(Excerpts from a dataset)
# # # # #
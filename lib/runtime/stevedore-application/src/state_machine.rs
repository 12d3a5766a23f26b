//! Debounced liveness state for the coordination link.

use std::sync::Arc;
use std::sync::atomic::{AtomicU64, Ordering};

use arc_swap::ArcSwap;
use tracing::{info, trace};

use stevedore_domain::{CoordinationEvent, LivenessSignal};

/// Folds coordination events into a coarse healthy/unhealthy signal.
///
/// Only a change of coarse category is stored. While unhealthy, a second
/// unhealthy event with a different reason leaves the first reason in place
/// until the link has been reported healthy again.
#[derive(Debug, Default)]
pub struct LivenessStateMachine {
    signal: ArcSwap<LivenessSignal>,
    transitions: AtomicU64,
}

impl LivenessStateMachine {
    pub fn new() -> Self {
        Self::default()
    }

    /// Apply one event. Returns the stored signal when the coarse category
    /// changed, `None` when the event was absorbed.
    pub fn apply_event(&self, event: CoordinationEvent) -> Option<LivenessSignal> {
        let target = event.target();
        let mut current = self.signal.load();
        loop {
            let stored: &LivenessSignal = &current;
            if stored.coarse() == target.coarse() {
                trace!(%event, signal = %stored, "coordination event absorbed");
                return None;
            }

            let next = Arc::new(target.clone());
            let previous = self.signal.compare_and_swap(&*current, Arc::clone(&next));
            if Arc::ptr_eq(&*previous, &*current) {
                self.transitions.fetch_add(1, Ordering::AcqRel);
                info!(%event, from = %stored, to = %next, "coordination liveness changed");
                return Some(target);
            }
            current = previous;
        }
    }

    /// Lock-free snapshot of the current signal.
    pub fn read(&self) -> LivenessSignal {
        LivenessSignal::clone(&self.signal.load())
    }

    pub fn transitions(&self) -> u64 {
        self.transitions.load(Ordering::Acquire)
    }
}
use std::sync::Mutex;
use std::sync::atomic::{AtomicUsize, Ordering};
use std::time::Duration;

use anyhow::Result;
use async_trait::async_trait;

use stevedore_domain::MonitoringEvent;
use stevedore_ports::MonitoringSink;

#[derive(Default)]
pub struct CaptureSink {
    events: Mutex<Vec<MonitoringEvent>>,
    attempts: AtomicUsize,
    fail: bool,
    delay: Option<Duration>,
}

impl CaptureSink {
    pub fn failing() -> Self {
        Self {
            fail: true,
            ..Self::default()
        }
    }

    pub fn slow(delay: Duration) -> Self {
        Self {
            delay: Some(delay),
            ..Self::default()
        }
    }

    pub fn events(&self) -> Vec<MonitoringEvent> {
        self.events.lock().unwrap().clone()
    }

    pub fn attempts(&self) -> usize {
        self.attempts.load(Ordering::SeqCst)
    }
}

#[async_trait]
impl MonitoringSink for CaptureSink {
    async fn send(&self, event: MonitoringEvent) -> Result<()> {
        self.attempts.fetch_add(1, Ordering::SeqCst);
        if let Some(delay) = self.delay {
            tokio::time::sleep(delay).await;
        }
        if self.fail {
            anyhow::bail!("monitoring endpoint unavailable");
        }
        self.events.lock().unwrap().push(event);
        Ok(())
    }
}

/// Let spawned tasks drain without crossing the next reporter tick.
pub async fn settle() {
    tokio::time::sleep(Duration::from_millis(1)).await;
}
# # # # #
- **PROBLEM DETAILS**
In the data above, find each line that has the word "when" and copy it out.

- **EXERCISE ANSWER**
    /// Apply one event. Returns the stored signal when the coarse category
    /// changed, `None` when the event was absorbed.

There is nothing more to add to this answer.